Trolleys rumbled by Saturday, with tourists inside snapping pictures of the stuffed animals and candles. Hundreds had crouched down in the overnight rain to pen love notes on the sponsorship signs that had lined the race route.

“Boston — you are my city forever.”

“This is our city. This is our race.”

“Suspect apprehended, yet still we mourn. NEVER FORGET. BOSTON STRONG.”

Jeff Lenahan strolled by the memorial en route to the Red Sox game, resplendent in a Boston jersey and ball cap. Although the 36-year-old registered nurse said he felt “more safe now than I think I ever have,” three of his friends decided to stay home instead of joining him for the game.

Motioning to the sprawling memorial, he said, “They didn’t come out, because of this.”

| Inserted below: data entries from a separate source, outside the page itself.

//! Process settings.
//!
//! Sources, lowest precedence first: built-in defaults, the optional file
//! named by `HUDDLE_CONFIG` (default `config/huddle`), then `HUDDLE_*`
//! environment variables with `__` between section and key, e.g.
//! `HUDDLE_AUTH__SECRET` or `HUDDLE_SESSION__USAGE_LIMIT`.

use config::{Config, ConfigError, Environment, File};
use serde::Deserialize;
use std::time::Duration;

use crate::application::services::SessionPolicy;
use crate::infrastructure::driven::{classifier, realtime, rooms};

pub const DEFAULT_CONFIG_PATH: &str = "config/huddle";

#[derive(Debug, Clone, Deserialize)]
pub struct Settings {
    pub server: ServerSettings,
    pub auth: AuthSettings,
    pub session: SessionSettings,
    pub reaper: ReaperSettings,
    pub classifier: ClassifierSettings,
    pub realtime: RealtimeSettings,
    pub rooms: RoomSettings,
    pub relay: RelaySettings,
}

#[derive(Debug, Clone, Deserialize)]
pub struct ServerSettings {
    pub bind: String,
}

#[derive(Debug, Clone, Deserialize)]
pub struct AuthSettings {
    /// HS256 signing secret. Required.
    #[serde(default)]
    pub secret: Option<String>,
    pub ai_capability_ttl_secs: i64,
}

#[derive(Debug, Clone, Deserialize)]
pub struct SessionSettings {
    pub ttl_secs: i64,
    pub usage_limit: u32,
}

#[derive(Debug, Clone, Deserialize)]
pub struct ReaperSettings {
    pub interval_secs: u64,
}

#[derive(Debug, Clone, Deserialize)]
pub struct ClassifierSettings {
    #[serde(default)]
    pub api_key: Option<String>,
    pub base_url: String,
    pub model: String,
    pub timeout_ms: u64,
}

#[derive(Debug, Clone, Deserialize)]
pub struct RealtimeSettings {
    #[serde(default)]
    pub api_key: Option<String>,
    pub url: String,
    pub model: String,
}

#[derive(Debug, Clone, Deserialize)]
pub struct RoomSettings {
    #[serde(default)]
    pub api_key: Option<String>,
    pub base_url: String,
}

#[derive(Debug, Clone, Deserialize)]
pub struct RelaySettings {
    pub pending_limit: usize,
}

impl Settings {
    pub fn load() -> Result<Self, ConfigError> {
        let path = std::env::var("HUDDLE_CONFIG").unwrap_or_else(|_| DEFAULT_CONFIG_PATH.to_string());
        Self::from_sources(Some(&path), environment())
    }

    fn from_sources(path: Option<&str>, env: Environment) -> Result<Self, ConfigError> {
        let mut builder = Config::builder()
            .set_default("server.bind", "0.0.0.0:8080")?
            .set_default("auth.ai_capability_ttl_secs", 600_i64)?
            .set_default("session.ttl_secs", 3600_i64)?
            .set_default("session.usage_limit", 20_i64)?
            .set_default("reaper.interval_secs", 30_i64)?
            .set_default("classifier.base_url", classifier::chat_completions::DEFAULT_BASE_URL)?
            .set_default("classifier.model", classifier::chat_completions::DEFAULT_MODEL)?
            .set_default("classifier.timeout_ms", 6000_i64)?
            .set_default("realtime.url", realtime::websocket_upstream::DEFAULT_URL)?
            .set_default("realtime.model", realtime::websocket_upstream::DEFAULT_MODEL)?
            .set_default("rooms.base_url", rooms::http_room_provider::DEFAULT_BASE_URL)?
            .set_default("relay.pending_limit", crate::application::relay::DEFAULT_PENDING_LIMIT as i64)?;
        if let Some(path) = path {
            builder = builder.add_source(File::with_name(path).required(false));
        }
        let settings: Settings = builder
            .add_source(env.try_parsing(true))
            .build()?
            .try_deserialize()?;
        settings.validate()?;
        Ok(settings)
    }

    fn validate(&self) -> Result<(), ConfigError> {
        if self.secret().is_none() {
            return Err(ConfigError::Message("auth.secret must be set".to_string()));
        }
        if self.session.ttl_secs <= 0 || self.auth.ai_capability_ttl_secs <= 0 {
            return Err(ConfigError::Message("lifetimes must be positive".to_string()));
        }
        if self.session.usage_limit == 0 {
            return Err(ConfigError::Message("session.usage_limit must be positive".to_string()));
        }
        if self.reaper.interval_secs == 0 {
            return Err(ConfigError::Message("reaper.interval_secs must be positive".to_string()));
        }
        url::Url::parse(&self.realtime.url)
            .map_err(|e| ConfigError::Message(format!("realtime.url: {}", e)))?;
        Ok(())
    }

    pub fn secret(&self) -> Option<&str> {
        non_empty(&self.auth.secret)
    }

    pub fn classifier_key(&self) -> Option<&str> {
        non_empty(&self.classifier.api_key)
    }

    pub fn realtime_key(&self) -> Option<&str> {
        non_empty(&self.realtime.api_key)
    }

    pub fn rooms_key(&self) -> Option<&str> {
        non_empty(&self.rooms.api_key)
    }

    pub fn session_policy(&self) -> SessionPolicy {
        SessionPolicy {
            ttl: chrono::Duration::seconds(self.session.ttl_secs),
            usage_limit: self.session.usage_limit,
            ai_capability_ttl: chrono::Duration::seconds(self.auth.ai_capability_ttl_secs),
        }
    }

    pub fn reaper_period(&self) -> Duration {
        Duration::from_secs(self.reaper.interval_secs)
    }

    pub fn classifier_timeout(&self) -> Duration {
        Duration::from_millis(self.classifier.timeout_ms)
    }
}

fn environment() -> Environment {
    Environment::with_prefix("HUDDLE").prefix_separator("_").separator("__")
}

fn non_empty(value: &Option<String>) -> Option<&str> {
    value.as_deref().map(str::trim).filter(|v| !v.is_empty())
}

More than 35,000 others did show up at the historic stadium, where security was heightened for Boston’s largest post-bombing public gathering. Gov. Deval Patrick was there. And so was Neil Diamond, who flew east on his own dime to croon the team’s eighth-inning anthem, “Sweet Caroline.”

A commemoration before the game began with a montage of images set to Jeff Buckley’s somber rendition of “Hallelujah”: jubilant runners, tearful spectators, emergency workers. Three fans threw out the ceremonial first pitch — a victim, a first responder and a marathon runner.

The crowd was subdued — until slugger David “Big Papi” Ortiz took the mic to explain why the team had ditched its usual at-home jerseys. And then some.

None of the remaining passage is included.